Although not yet subject to the Bank Secrecy Act, the US Treasury Department’s Financial Crimes Enforcement Network (FinCEN) have proposed anti-money laundering requirements for US investment advisers. The proposal requires advisers that are registered with the Securities and Exchange Commission (SEC) to establish Anti-Money Laundering (AML) programs, to report suspicious activities related to money laundering and terrorist financing, and to comply with other sections of the Bank Secrecy Act (BSA).

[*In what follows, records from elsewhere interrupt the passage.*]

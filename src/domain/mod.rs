pub mod account;
pub mod consumption;
pub mod energy;
pub mod error;
pub mod outcome;
pub mod request;
pub mod traits;

pub use account::{Account, AccountId};
pub use consumption::{ConsumptionRecord, NewConsumption, RecordId};
pub use energy::Energy;
pub use error::{Constraint, Error, StoreError, ValidationReason};
pub use outcome::{ConsumeOutcome, ConsumptionReceipt};
pub use request::{ConsumeRequest, IdempotencyKey, MAX_IDEMPOTENCY_KEY_LEN, RawConsumeRequest};
pub use traits::{DeadLetterQueue, LedgerStore, LedgerTransaction, OutcomeReporter, RequestStream};
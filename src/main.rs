use std::{env, fs::File, path::Path};

use energy_ledger::{
    Engine, Error, InMemoryLedger, LedgerConfig, dlq::StdErrDLQ, ingestion, output::CsvOutput,
};

#[tokio::main] // using Tokio runtime for async
async fn main() -> Result<(), Box<dyn std::error::Error>> {
    tracing_subscriber::fmt()
        .with_writer(std::io::stderr)
        .with_target(false)
        .init();

    let mut args = env::args().skip(1);
    let (accounts_path, requests_path) = match (args.next(), args.next()) {
        (Some(accounts), Some(requests)) => (accounts, requests),
        _ => {
            return Err(Box::new(Error::Ingestion(
                "usage: energy_ledger <accounts.csv> <requests.csv>".to_string(),
            )) as Box<dyn std::error::Error>);
        }
    };

    let config = LedgerConfig::from_env()?;
    let ledger = InMemoryLedger::new(config);

    let accounts = ingestion::load_accounts(File::open(Path::new(&accounts_path))?)?;
    for account in accounts {
        ledger.open_account(account.id, account.energy)?;
    }
    tracing::info!(accounts = ledger.accounts().len(), "accounts provisioned");

    let requests = ingestion::CsvReader::new(File::open(Path::new(&requests_path))?)?;

    // Initialize engine with injected components
    let mut engine = Engine::new(requests, ledger, CsvOutput::stdout(), StdErrDLQ::default());

    let processed = engine.process().await?;
    tracing::info!(processed, "requests processed");

    let summary = engine.store().summary();
    engine.flush(&summary);

    Ok(())
}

Although advisers owned by Bank Holding Companies (BHCs) are already subject to similar requirements applicable to their BHC parents (and enforced by the Federal Reserve), these advisers will likely experience an increase in regulatory oversight since the proposal now allows the SEC to enforce AML requirements. On the other hand, non-BHC owned advisers will experience more change, as they are not currently subject to any AML requirements.
Noncompliance stakes continue to rise, as evidenced by recent increased fines, deferred prosecution agreements, and at times targeted management accountability for AML and sanctions violations. In addition, noncompliance could cause fatal reputational damage due to early withdrawal of current investors, difficulty in obtaining new investors, and loss of trading counterparties or bank credit facilities.
If you would like us to consult on or prepare policies, procedures, and internal controls and to design a program that meets the Bank Secrecy Act requirements for Anti-Laundering or perform independent testing of an existing program please call us at 201-739-5555 for a free consultation.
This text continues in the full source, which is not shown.